Furthermore, recent work in cognitive science has found it possible to measure a human's ability to mentally model hidden network topologies~\cite{lynn2020abstract} -- we refer to this as \textit{"network connectivity"}. This trait is highly applicable to multi-agent robot scenarios, which often rely on hidden sensor or communication networks.

From this array of traits we selected two that we assumed would vary in influence depending on the scenario. \textit{Situational awareness}, and \textit{network connectivity}. We avoided selecting traits that should affect a human's performance broadly across human-robot task scenarios, as our objective is to test traits that influence performance on some scenarios, but not others.
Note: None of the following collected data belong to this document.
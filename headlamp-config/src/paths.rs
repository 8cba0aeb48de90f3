//! Derived filesystem locations.
//!
//! Headlamp keeps its per-user state under the OS configuration directory:
//!
//! - `<config>/Headlamp/plugins` for plugins
//! - `<config>/Headlamp/kubeconfigs` for kubeconfigs added through the UI
//!
//! On Windows an extra `Config` component is inserted after `Headlamp`, so
//! the layout matches the desktop app and the plugin tooling.
//!
//! Everything here goes through [`Platform`], never the process globals.

use std::path::PathBuf;

use crate::config::environment::{Environment, KUBECONFIG_ENV};
use crate::config::schema::{Config, Setting};
use crate::error::{Error, Result};
use crate::platform::Platform;

/// Top-level application directory name.
pub const APP_DIR: &str = "Headlamp";

/// Extra component inserted on Windows.
pub const WINDOWS_CONFIG_DIR: &str = "Config";

/// Leaf directory for plugins.
pub const PLUGINS_DIR: &str = "plugins";

/// Leaf directory for persisted kubeconfigs.
pub const KUBECONFIGS_DIR: &str = "kubeconfigs";

/// File name of the persisted kubeconfig.
pub const KUBECONFIG_FILE: &str = "config";

/// `<config dir>/Headlamp[/Config]/<leaf>`, or `None` when the platform has
/// no configuration directory.
///
/// # Examples
///
/// ```
/// use headlamp_config::{paths, OsPlatform};
///
/// if let Some(dir) = paths::app_config_dir(&OsPlatform, "plugins") {
///     assert!(dir.ends_with("plugins"));
/// }
/// ```
#[must_use]
pub fn app_config_dir(platform: &dyn Platform, leaf: &str) -> Option<PathBuf> {
    let mut dir = platform.config_dir()?;
    dir.push(APP_DIR);
    if platform.is_windows() {
        dir.push(WINDOWS_CONFIG_DIR);
    }
    dir.push(leaf);
    Some(dir)
}

/// The default `plugins-dir`, created if missing.
///
/// Failures are logged and produce an empty string, so a machine without a
/// usable configuration directory can still start without plugins.
#[must_use]
pub fn default_plugins_dir(platform: &dyn Platform) -> String {
    let Some(dir) = app_config_dir(platform, PLUGINS_DIR) else {
        log::error!("getting user config dir: no configuration directory on this platform");
        return String::new();
    };

    if let Err(e) = platform.create_dir_all(&dir) {
        log::error!("creating plugins directory {}: {e}", dir.display());
        return String::new();
    }

    dir.to_string_lossy().into_owned()
}

/// Create and return the directory used to persist kubeconfigs.
///
/// Falls back to the directory of the running executable when the
/// configuration directory is unavailable or cannot be created.
///
/// # Errors
///
/// Returns [`Error::PathResolution`] if neither location can be determined.
pub fn make_kubeconfigs_dir(platform: &dyn Platform) -> Result<PathBuf> {
    match app_config_dir(platform, KUBECONFIGS_DIR) {
        Some(dir) => match platform.create_dir_all(&dir) {
            Ok(()) => return Ok(dir),
            Err(e) => log::warn!(
                "cannot create {}: {e}; using the executable directory",
                dir.display()
            ),
        },
        None => log::warn!("no user config dir; using the executable directory"),
    }

    let exe = platform.current_exe().map_err(|e| {
        Error::path_resolution("kubeconfig persistence directory", None, e.to_string())
    })?;

    exe.parent().map(PathBuf::from).ok_or_else(|| {
        Error::path_resolution(
            "kubeconfig persistence directory",
            Some(&exe),
            "executable path has no parent directory".to_string(),
        )
    })
}

/// The persisted kubeconfig file inside [`make_kubeconfigs_dir`].
///
/// # Errors
///
/// Same as [`make_kubeconfigs_dir`].
pub fn default_kubeconfig_file(platform: &dyn Platform) -> Result<PathBuf> {
    Ok(make_kubeconfigs_dir(platform)?.join(KUBECONFIG_FILE))
}

/// `<home>/.kube/config`.
///
/// # Errors
///
/// Returns [`Error::PathResolution`] if the home directory is unknown.
pub fn default_kubeconfig_path(platform: &dyn Platform) -> Result<PathBuf> {
    let home = platform.home_dir().ok_or_else(|| Error::PathResolution {
        target: "default kubeconfig".to_string(),
        reason: "the current user has no home directory".to_string(),
    })?;
    Ok(home.join(".kube").join("config"))
}

/// Fill in the kubeconfig path when none was configured.
///
/// A non-empty configured value is kept as is. Otherwise, outside cluster
/// mode, `KUBECONFIG` is used when set and non-empty, then
/// `<home>/.kube/config`. In cluster mode nothing is derived.
///
/// # Errors
///
/// Returns [`Error::PathResolution`] if the home directory fallback is
/// needed and unavailable.
pub fn resolve_kubeconfig(
    config: &mut Config,
    env: &Environment,
    platform: &dyn Platform,
) -> Result<()> {
    if config.kubeconfig.value().is_some_and(|p| !p.is_empty()) || config.in_cluster {
        return Ok(());
    }

    let path = match env.get_non_empty(KUBECONFIG_ENV) {
        Some(path) => {
            log::debug!("kubeconfig from {KUBECONFIG_ENV}: {path}");
            path.to_string()
        }
        None => {
            let path = default_kubeconfig_path(platform)?;
            log::debug!("kubeconfig defaulted to {}", path.display());
            path.to_string_lossy().into_owned()
        }
    };

    config.kubeconfig = Setting::Default(path);
    Ok(())
}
We then developed a browser-based pretest for each trait. The pretests were designed to have the following characteristics, which we deemed important to keep pretests generalized and applicable to a variety of human-robot tasks:
\begin{itemize}
    \item Each pretest is abstract and does not directly mimic a specific human-robot teaming task. 
    \item Each pretest seeks to estimate a single human trait or ability.
    \item There is significant variance in participant performance on a given pretest.
\end{itemize}

\subsection{Situational Awareness Pretest}

Situational awareness is a human's mental model of an environment. Situational awareness is often evaluated on Endsley's three-level model \cite{endsley1995}:

\begin{itemize}
    \item[] Level 1: Perception of elements in the environment.
    \item[] Level 2: Comprehension of the environment's state.
    \item[] Level 3: Prediction of the environment's future state.
\end{itemize}

We expect that the design of a human-robot task scenario will determine the effect a human's situational awareness has on their performance in the scenario. Scenarios that require a human to be actively aware of multiple robots simultaneously should utilize the human's situational awareness ability more than scenarios where such active awareness is unnecessary.

Measuring situational awareness has been widely studied, and a number of metrics have been developed to quantify a user's situational awareness \cite{salmon2009measuring,paletta2017towards, endsley1988situation}.  Overwhelmingly used is the Situation Awareness Global Assessment Technique (SAGAT), a test format where the user is periodically interrupted from a task and asked questions about the task's environment \cite{endsley1988situation}. This format can test any levels of Endsley's situational awareness model, and can be applied to a wide range of task environments. 

For this pretest we developed an abstract task in which the SAGAT format is used to quantity a user's situational awareness.  In the environment shown in Figure \ref{fig:pretest-SA}, the user watches `packages' (represented by small shapes) be distributed through an abstracted warehouse network (represented by large shapes).  Warehouses can only process packages of their own color and shape, and they forward incorrect packages to downstream warehouses. Warehouses with no downstream warehouses must store incorrect packages they receive. Warehouses only have a limited capacity, so once a warehouse has stored too many packages it can no longer accept more, removing itself from the network. Over time these package buildups gradually break down the distribution network.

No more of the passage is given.